(Saved entries)
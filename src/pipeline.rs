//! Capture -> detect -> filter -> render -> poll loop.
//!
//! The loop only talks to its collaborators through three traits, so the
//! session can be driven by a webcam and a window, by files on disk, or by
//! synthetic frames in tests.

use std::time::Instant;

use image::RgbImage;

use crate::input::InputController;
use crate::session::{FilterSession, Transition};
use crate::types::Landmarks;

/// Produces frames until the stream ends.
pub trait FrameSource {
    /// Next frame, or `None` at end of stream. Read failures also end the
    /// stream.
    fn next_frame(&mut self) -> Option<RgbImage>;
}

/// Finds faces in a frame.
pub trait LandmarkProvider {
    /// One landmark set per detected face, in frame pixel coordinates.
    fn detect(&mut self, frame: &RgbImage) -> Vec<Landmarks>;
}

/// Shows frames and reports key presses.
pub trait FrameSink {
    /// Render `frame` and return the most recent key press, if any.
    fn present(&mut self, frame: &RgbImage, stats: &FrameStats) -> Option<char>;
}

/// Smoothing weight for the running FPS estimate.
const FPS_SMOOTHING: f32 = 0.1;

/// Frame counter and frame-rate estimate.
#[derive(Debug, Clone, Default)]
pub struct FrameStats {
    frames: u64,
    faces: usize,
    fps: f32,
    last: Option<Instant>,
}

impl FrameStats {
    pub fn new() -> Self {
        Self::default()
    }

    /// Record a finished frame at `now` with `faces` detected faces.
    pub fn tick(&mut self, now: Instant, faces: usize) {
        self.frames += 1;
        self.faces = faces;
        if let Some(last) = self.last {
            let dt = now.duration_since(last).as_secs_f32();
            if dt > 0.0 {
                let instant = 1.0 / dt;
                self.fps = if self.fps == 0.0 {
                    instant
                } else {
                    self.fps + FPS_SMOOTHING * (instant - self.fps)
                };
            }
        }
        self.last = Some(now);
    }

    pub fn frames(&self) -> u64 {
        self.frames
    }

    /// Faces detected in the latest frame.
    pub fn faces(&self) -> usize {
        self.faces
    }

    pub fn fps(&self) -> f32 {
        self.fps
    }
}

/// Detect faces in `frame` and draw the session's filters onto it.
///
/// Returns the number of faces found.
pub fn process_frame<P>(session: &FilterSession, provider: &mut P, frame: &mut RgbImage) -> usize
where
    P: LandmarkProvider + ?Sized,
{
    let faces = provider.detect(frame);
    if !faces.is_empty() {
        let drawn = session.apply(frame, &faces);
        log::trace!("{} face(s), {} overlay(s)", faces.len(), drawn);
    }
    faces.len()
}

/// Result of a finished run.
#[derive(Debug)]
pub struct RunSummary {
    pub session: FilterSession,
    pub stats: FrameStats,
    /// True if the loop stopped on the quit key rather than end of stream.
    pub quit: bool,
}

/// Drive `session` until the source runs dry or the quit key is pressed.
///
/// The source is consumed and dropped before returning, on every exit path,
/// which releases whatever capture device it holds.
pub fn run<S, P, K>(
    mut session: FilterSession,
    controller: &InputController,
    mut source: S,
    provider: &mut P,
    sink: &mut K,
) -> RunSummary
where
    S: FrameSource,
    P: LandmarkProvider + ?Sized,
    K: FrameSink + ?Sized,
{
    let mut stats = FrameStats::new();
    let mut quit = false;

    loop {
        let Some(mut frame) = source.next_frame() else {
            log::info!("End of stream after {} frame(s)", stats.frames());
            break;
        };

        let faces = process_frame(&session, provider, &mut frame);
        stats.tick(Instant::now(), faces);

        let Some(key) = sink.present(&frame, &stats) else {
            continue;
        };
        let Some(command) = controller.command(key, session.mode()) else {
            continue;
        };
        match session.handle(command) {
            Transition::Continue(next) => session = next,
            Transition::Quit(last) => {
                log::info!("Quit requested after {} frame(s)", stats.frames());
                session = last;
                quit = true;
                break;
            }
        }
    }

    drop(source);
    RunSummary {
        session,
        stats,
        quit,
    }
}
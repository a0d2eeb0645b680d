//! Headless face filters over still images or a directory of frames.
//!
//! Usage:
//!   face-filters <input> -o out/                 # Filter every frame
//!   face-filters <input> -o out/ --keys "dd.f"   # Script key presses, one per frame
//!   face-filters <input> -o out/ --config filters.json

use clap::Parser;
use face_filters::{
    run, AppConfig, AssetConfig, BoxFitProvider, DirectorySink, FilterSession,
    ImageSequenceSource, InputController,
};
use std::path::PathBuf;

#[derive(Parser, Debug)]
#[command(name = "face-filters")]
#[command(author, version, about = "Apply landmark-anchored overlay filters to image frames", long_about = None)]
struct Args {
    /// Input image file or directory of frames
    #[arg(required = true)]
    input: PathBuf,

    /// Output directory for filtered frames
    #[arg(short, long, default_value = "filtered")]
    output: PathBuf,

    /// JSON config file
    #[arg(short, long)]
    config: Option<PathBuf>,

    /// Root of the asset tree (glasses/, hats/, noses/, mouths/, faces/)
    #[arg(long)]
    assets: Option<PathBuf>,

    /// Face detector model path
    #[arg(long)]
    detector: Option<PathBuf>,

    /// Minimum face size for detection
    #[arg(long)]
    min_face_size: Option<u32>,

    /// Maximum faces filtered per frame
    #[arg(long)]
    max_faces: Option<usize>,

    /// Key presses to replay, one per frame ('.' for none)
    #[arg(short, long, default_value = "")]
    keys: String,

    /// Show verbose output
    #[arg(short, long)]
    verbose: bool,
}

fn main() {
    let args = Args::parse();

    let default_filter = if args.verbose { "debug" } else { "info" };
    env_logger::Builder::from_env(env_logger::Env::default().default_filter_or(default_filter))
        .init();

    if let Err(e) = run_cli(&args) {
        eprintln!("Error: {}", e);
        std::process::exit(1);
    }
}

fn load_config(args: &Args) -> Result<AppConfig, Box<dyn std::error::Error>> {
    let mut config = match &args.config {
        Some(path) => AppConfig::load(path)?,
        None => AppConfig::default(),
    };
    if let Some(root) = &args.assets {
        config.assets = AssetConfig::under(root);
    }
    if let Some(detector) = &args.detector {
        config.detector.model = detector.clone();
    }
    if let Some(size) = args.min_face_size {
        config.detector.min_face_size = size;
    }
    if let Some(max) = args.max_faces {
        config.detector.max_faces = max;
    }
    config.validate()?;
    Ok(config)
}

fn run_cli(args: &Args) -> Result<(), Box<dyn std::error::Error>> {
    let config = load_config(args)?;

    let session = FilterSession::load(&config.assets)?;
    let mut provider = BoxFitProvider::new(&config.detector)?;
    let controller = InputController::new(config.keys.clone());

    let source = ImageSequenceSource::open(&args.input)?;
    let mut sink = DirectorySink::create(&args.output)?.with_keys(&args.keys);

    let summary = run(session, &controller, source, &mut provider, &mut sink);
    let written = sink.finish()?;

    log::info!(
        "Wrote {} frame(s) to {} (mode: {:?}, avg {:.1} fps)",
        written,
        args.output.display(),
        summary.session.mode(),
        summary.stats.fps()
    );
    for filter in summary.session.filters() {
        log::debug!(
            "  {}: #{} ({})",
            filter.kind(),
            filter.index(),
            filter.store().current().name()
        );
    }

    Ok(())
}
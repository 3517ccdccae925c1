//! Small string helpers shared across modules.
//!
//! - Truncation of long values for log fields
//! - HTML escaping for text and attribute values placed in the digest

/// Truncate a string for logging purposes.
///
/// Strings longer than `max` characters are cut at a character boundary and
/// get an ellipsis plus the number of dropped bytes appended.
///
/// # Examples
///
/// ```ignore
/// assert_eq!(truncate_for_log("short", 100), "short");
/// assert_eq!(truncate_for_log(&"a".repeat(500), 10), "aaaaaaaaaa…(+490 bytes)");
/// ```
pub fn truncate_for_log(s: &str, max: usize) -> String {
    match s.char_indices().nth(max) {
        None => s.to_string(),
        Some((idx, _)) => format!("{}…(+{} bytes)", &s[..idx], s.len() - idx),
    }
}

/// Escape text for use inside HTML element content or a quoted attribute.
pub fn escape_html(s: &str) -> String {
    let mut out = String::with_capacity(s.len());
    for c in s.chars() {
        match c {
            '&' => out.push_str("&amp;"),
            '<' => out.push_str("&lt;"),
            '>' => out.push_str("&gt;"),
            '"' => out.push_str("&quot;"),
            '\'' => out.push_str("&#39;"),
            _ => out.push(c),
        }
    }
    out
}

• _ASSIGNED TASK_
The word "crate" appears in some of the lines above. Copy those lines.

• _OUTPUT BELOW_
use crate::input::InputController;
use crate::session::{FilterSession, Transition};
use crate::types::Landmarks;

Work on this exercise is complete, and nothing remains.